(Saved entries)
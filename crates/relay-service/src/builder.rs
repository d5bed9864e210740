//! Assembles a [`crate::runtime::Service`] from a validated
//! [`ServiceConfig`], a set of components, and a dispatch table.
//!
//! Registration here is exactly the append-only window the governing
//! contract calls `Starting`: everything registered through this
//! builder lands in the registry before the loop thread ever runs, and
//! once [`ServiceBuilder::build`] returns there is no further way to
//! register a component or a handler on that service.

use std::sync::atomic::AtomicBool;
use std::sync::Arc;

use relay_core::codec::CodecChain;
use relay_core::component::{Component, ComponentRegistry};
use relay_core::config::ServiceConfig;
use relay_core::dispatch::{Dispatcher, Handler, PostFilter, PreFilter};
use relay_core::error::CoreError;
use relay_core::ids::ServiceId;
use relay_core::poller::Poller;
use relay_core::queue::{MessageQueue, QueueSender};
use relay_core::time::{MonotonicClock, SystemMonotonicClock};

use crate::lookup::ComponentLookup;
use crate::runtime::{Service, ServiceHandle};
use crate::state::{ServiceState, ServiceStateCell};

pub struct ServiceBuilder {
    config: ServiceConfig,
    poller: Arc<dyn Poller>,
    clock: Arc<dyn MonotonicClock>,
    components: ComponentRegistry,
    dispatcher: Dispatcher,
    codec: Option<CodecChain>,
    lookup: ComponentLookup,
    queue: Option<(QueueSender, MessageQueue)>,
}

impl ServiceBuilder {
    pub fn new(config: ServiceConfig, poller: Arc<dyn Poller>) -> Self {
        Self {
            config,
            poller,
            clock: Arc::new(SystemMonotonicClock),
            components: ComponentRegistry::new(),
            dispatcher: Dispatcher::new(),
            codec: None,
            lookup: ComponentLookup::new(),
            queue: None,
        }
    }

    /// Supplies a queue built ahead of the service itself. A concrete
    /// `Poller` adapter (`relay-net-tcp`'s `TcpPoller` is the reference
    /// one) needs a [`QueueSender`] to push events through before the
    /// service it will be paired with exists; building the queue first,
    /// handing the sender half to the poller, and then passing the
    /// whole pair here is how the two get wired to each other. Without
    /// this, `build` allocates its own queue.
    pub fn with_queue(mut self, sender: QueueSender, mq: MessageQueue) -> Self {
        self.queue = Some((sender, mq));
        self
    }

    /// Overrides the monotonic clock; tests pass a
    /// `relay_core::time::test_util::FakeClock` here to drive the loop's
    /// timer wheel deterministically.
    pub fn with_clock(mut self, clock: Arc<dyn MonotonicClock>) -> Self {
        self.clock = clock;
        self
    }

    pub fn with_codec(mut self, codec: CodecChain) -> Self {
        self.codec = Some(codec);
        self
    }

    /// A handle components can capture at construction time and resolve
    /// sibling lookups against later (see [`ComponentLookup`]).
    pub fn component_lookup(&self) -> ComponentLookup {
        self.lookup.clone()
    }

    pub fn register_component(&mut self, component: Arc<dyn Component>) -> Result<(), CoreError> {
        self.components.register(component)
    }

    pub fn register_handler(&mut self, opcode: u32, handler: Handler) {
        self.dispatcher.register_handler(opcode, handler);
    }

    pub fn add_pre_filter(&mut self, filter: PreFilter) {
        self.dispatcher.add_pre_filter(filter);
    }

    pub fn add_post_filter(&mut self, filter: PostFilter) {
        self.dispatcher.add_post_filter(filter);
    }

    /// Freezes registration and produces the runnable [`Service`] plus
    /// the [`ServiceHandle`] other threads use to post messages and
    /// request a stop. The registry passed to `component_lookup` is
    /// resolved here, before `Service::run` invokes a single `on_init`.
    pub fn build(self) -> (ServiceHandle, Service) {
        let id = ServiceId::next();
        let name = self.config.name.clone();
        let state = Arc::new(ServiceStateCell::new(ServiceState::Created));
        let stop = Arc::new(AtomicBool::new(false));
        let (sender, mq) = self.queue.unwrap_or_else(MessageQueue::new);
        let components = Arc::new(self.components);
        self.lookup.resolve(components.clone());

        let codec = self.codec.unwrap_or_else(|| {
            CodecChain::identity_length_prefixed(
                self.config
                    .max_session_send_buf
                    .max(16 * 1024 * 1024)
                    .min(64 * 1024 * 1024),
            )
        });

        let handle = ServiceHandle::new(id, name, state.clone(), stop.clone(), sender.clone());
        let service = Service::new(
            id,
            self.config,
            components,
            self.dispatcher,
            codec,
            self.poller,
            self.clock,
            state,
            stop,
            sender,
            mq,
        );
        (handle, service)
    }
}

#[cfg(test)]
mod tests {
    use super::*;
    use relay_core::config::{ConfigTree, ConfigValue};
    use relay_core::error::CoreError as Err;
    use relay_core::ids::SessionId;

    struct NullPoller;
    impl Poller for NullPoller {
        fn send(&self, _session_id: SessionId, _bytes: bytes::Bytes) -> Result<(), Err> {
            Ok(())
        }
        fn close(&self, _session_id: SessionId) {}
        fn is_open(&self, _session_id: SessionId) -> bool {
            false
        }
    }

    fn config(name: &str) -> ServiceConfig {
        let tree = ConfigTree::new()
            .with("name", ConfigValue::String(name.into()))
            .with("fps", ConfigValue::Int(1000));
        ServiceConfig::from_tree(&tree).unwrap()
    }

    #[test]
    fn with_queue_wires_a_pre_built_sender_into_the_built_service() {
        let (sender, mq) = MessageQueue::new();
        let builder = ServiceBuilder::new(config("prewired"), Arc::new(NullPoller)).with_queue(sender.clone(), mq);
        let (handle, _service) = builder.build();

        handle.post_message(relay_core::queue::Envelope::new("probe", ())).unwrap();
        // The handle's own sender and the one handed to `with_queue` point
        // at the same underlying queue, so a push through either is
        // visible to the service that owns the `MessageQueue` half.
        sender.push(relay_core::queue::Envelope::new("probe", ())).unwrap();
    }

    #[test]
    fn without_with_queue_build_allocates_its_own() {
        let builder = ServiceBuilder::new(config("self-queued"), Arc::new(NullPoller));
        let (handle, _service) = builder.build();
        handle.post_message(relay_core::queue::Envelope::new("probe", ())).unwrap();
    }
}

AIM OF THE TASK: Set every line of the data down again, word for word.

WORKED SOLUTION:
filename crates/relay-service/src/builder.rs
repository d5bed9864e210740
//! Assembles a [`crate::runtime::Service`] from a validated
//! [`ServiceConfig`], a set of components, and a dispatch table.
//!
//! Registration here is exactly the append-only window the governing
//! contract calls `Starting`: everything registered through this
//! builder lands in the registry before the loop thread ever runs, and
//! once [`ServiceBuilder::build`] returns there is no further way to
//! register a component or a handler on that service.

use std::sync::atomic::AtomicBool;
use std::sync::Arc;

use relay_core::codec::CodecChain;
use relay_core::component::{Component, ComponentRegistry};
use relay_core::config::ServiceConfig;
use relay_core::dispatch::{Dispatcher, Handler, PostFilter, PreFilter};
use relay_core::error::CoreError;
use relay_core::ids::ServiceId;
use relay_core::poller::Poller;
use relay_core::queue::{MessageQueue, QueueSender};
use relay_core::time::{MonotonicClock, SystemMonotonicClock};

use crate::lookup::ComponentLookup;
use crate::runtime::{Service, ServiceHandle};
use crate::state::{ServiceState, ServiceStateCell};

pub struct ServiceBuilder {
    config: ServiceConfig,
    poller: Arc<dyn Poller>,
    clock: Arc<dyn MonotonicClock>,
    components: ComponentRegistry,
    dispatcher: Dispatcher,
    codec: Option<CodecChain>,
    lookup: ComponentLookup,
    queue: Option<(QueueSender, MessageQueue)>,
}

impl ServiceBuilder {
    pub fn new(config: ServiceConfig, poller: Arc<dyn Poller>) -> Self {
        Self {
            config,
            poller,
            clock: Arc::new(SystemMonotonicClock),
            components: ComponentRegistry::new(),
            dispatcher: Dispatcher::new(),
            codec: None,
            lookup: ComponentLookup::new(),
            queue: None,
        }
    }

    /// Supplies a queue built ahead of the service itself. A concrete
    /// `Poller` adapter (`relay-net-tcp`'s `TcpPoller` is the reference
    /// one) needs a [`QueueSender`] to push events through before the
    /// service it will be paired with exists; building the queue first,
    /// handing the sender half to the poller, and then passing the
    /// whole pair here is how the two get wired to each other. Without
    /// this, `build` allocates its own queue.
    pub fn with_queue(mut self, sender: QueueSender, mq: MessageQueue) -> Self {
        self.queue = Some((sender, mq));
        self
    }

    /// Overrides the monotonic clock; tests pass a
    /// `relay_core::time::test_util::FakeClock` here to drive the loop's
    /// timer wheel deterministically.
    pub fn with_clock(mut self, clock: Arc<dyn MonotonicClock>) -> Self {
        self.clock = clock;
        self
    }

    pub fn with_codec(mut self, codec: CodecChain) -> Self {
        self.codec = Some(codec);
        self
    }

    /// A handle components can capture at construction time and resolve
    /// sibling lookups against later (see [`ComponentLookup`]).
    pub fn component_lookup(&self) -> ComponentLookup {
        self.lookup.clone()
    }

    pub fn register_component(&mut self, component: Arc<dyn Component>) -> Result<(), CoreError> {
        self.components.register(component)
    }

    pub fn register_handler(&mut self, opcode: u32, handler: Handler) {
        self.dispatcher.register_handler(opcode, handler);
    }

    pub fn add_pre_filter(&mut self, filter: PreFilter) {
        self.dispatcher.add_pre_filter(filter);
    }

    pub fn add_post_filter(&mut self, filter: PostFilter) {
        self.dispatcher.add_post_filter(filter);
    }

    /// Freezes registration and produces the runnable [`Service`] plus
    /// the [`ServiceHandle`] other threads use to post messages and
    /// request a stop. The registry passed to `component_lookup` is
    /// resolved here, before `Service::run` invokes a single `on_init`.
    pub fn build(self) -> (ServiceHandle, Service) {
        let id = ServiceId::next();
        let name = self.config.name.clone();
        let state = Arc::new(ServiceStateCell::new(ServiceState::Created));
        let stop = Arc::new(AtomicBool::new(false));
        let (sender, mq) = self.queue.unwrap_or_else(MessageQueue::new);
        let components = Arc::new(self.components);
        self.lookup.resolve(components.clone());

        let codec = self.codec.unwrap_or_else(|| {
            CodecChain::identity_length_prefixed(
                self.config
                    .max_session_send_buf
                    .max(16 * 1024 * 1024)
                    .min(64 * 1024 * 1024),
            )
        });

        let handle = ServiceHandle::new(id, name, state.clone(), stop.clone(), sender.clone());
        let service = Service::new(
            id,
            self.config,
            components,
            self.dispatcher,
            codec,
            self.poller,
            self.clock,
            state,
            stop,
            sender,
            mq,
        );
        (handle, service)
    }
}

#[cfg(test)]
mod tests {
    use super::*;
    use relay_core::config::{ConfigTree, ConfigValue};
    use relay_core::error::CoreError as Err;
    use relay_core::ids::SessionId;

    struct NullPoller;
    impl Poller for NullPoller {
        fn send(&self, _session_id: SessionId, _bytes: bytes::Bytes) -> Result<(), Err> {
            Ok(())
        }
        fn close(&self, _session_id: SessionId) {}
        fn is_open(&self, _session_id: SessionId) -> bool {
            false
        }
    }

    fn config(name: &str) -> ServiceConfig {
        let tree = ConfigTree::new()
            .with("name", ConfigValue::String(name.into()))
            .with("fps", ConfigValue::Int(1000));
        ServiceConfig::from_tree(&tree).unwrap()
    }

    #[test]
    fn with_queue_wires_a_pre_built_sender_into_the_built_service() {
        let (sender, mq) = MessageQueue::new();
        let builder = ServiceBuilder::new(config("prewired"), Arc::new(NullPoller)).with_queue(sender.clone(), mq);
        let (handle, _service) = builder.build();

        handle.post_message(relay_core::queue::Envelope::new("probe", ())).unwrap();
        // The handle's own sender and the one handed to `with_queue` point
        // at the same underlying queue, so a push through either is
        // visible to the service that owns the `MessageQueue` half.
        sender.push(relay_core::queue::Envelope::new("probe", ())).unwrap();
    }

    #[test]
    fn without_with_queue_build_allocates_its_own() {
        let builder = ServiceBuilder::new(config("self-queued"), Arc::new(NullPoller));
        let (handle, _service) = builder.build();
        handle.post_message(relay_core::queue::Envelope::new("probe", ())).unwrap();
    }
}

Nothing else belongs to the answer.